The video gives us a glimpse at one of the coolest aspects of the film.

 

Aja Romano

Internet Culture

Posted on Aug 27, 2015   Updated on May 28, 2021, 2:04 am CDT

We may not live long enough to see an earthling set foot on Mars, but Neil DeGrasse Tyson’s new viral video for The Martian is almost enough to make us feel like the future is now.

The video, released by Comic Book Resources earlier today (and then was taken down for several hours due to what seemed to be a copyright snafu; it’s back now). The first video introduced us to the astronauts of the Ares 3 mission—a Mars-bound space expedition set an unknown number of decades into the future. (In the film’s universe, humans reached Mars in 2029.)  
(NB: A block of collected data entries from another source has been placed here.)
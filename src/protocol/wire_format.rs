//! Wire format encoding and decoding.
//!
//! Every message part on the stream is preceded by a 5-byte header:
//! ```text
//! ┌───────┬──────────┐
//! │ Flags │ Length   │
//! │ 1 byte│ 4 bytes  │
//! │       │ uint32 BE│
//! └───────┴──────────┘
//! ```
//!
//! A message is a run of parts; every part except the last has the
//! `MORE` flag set.

/// Part header size in bytes (fixed, exactly 5).
pub const PART_HEADER_SIZE: usize = 5;

/// Default maximum size of one message, all parts included (16 MiB).
pub const DEFAULT_MAX_FRAME_SIZE: u32 = 16 * 1024 * 1024;

/// Flag constants for the part header.
pub mod flags {
    /// Another part of the same message follows.
    pub const MORE: u8 = 0b0000_0001;

    /// Reserved bits mask (bits 1-7); a header setting any of them is rejected.
    pub const RESERVED_MASK: u8 = 0b1111_1110;

    /// Check if a specific flag is set.
    #[inline]
    pub fn has_flag(flags: u8, flag: u8) -> bool {
        flags & flag != 0
    }
}

/// Decoded part header.
#[derive(Debug, Clone, Copy, PartialEq, Eq)]
pub struct PartHeader {
    /// Flags byte (see `flags` module).
    pub flags: u8,
    /// Part length in bytes.
    pub length: u32,
}

impl PartHeader {
    /// Create a new part header.
    pub fn new(more: bool, length: u32) -> Self {
        Self {
            flags: if more { flags::MORE } else { 0 },
            length,
        }
    }

    /// Whether another part follows this one.
    #[inline]
    pub fn has_more(&self) -> bool {
        flags::has_flag(self.flags, flags::MORE)
    }

    /// Encode header to bytes (Big Endian).
    ///
    /// # Example
    ///
    /// ```
    /// use tfw_sdk::protocol::PartHeader;
    ///
    /// let bytes = PartHeader::new(true, 10).encode();
    /// assert_eq!(bytes, [1, 0, 0, 0, 10]);
    /// ```
    pub fn encode(&self) -> [u8; PART_HEADER_SIZE] {
        let mut buf = [0u8; PART_HEADER_SIZE];
        buf[0] = self.flags;
        buf[1..5].copy_from_slice(&self.length.to_be_bytes());
        buf
    }

    /// Decode header from bytes (Big Endian).
    ///
    /// Returns `None` if buffer is too short.
    pub fn decode(buf: &[u8]) -> Option<Self> {
        if buf.len() < PART_HEADER_SIZE {
            return None;
        }

        Some(Self {
            flags: buf[0],
            length: u32::from_be_bytes([buf[1], buf[2], buf[3], buf[4]]),
        })
    }
}

#[cfg(test)]
mod tests {
    use super::*;

    #[test]
    fn test_header_size() {
        assert_eq!(PART_HEADER_SIZE, 5);
    }

    #[test]
    fn test_encode_big_endian_length() {
        let bytes = PartHeader::new(false, 0x0102_0304).encode();
        assert_eq!(bytes, [0, 0x01, 0x02, 0x03, 0x04]);
    }

    #[test]
    fn test_decode_too_short() {
        assert!(PartHeader::decode(&[1, 0, 0]).is_none());
    }

    #[test]
    fn test_decode_more_flag() {
        let header = PartHeader::decode(&[flags::MORE, 0, 0, 1, 0]).unwrap();
        assert!(header.has_more());
        assert_eq!(header.length, 256);

        let last = PartHeader::decode(&[0, 0, 0, 0, 7]).unwrap();
        assert!(!last.has_more());
        assert_eq!(last.length, 7);
    }
}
This time, courtesy of Tyson and his popular show StarTalk, we’re introduced to the ins and outs of the expedition itself.  We also glimpse some of the stunning visuals we can expect from the film:

YouTube

YouTube

YouTube

The video is a gift to fans of the book the film is based on, allowing us to see concepts that were only geeky hypotheticals in Andy Weir’s bestselling novel—like what the spaceship Hermes and the station on Mars actually look like.

https://www.youtube.com/watch?v=vOx4NG5iABw

The ins and outs of actually getting to Mars, as discussed in the clip, may not seem particularly relevant at first. It’s a 144,000 mile-long trip involving two separate legs of the journey and over a year of space travel. But this topic becomes very important to the film once Matt Damon’s character Mark Watney is accidentally stranded there.

The full video also shows Tyson cheekily discussing what future episodes of StarTalk might look like thanks to our Mars expeditions.

As this latest addition to the film’s media illustrates, The Martian‘s scientific thought experiment is so well mapped out that we can almost imagine we might actually get to see those episodes ourselves one day.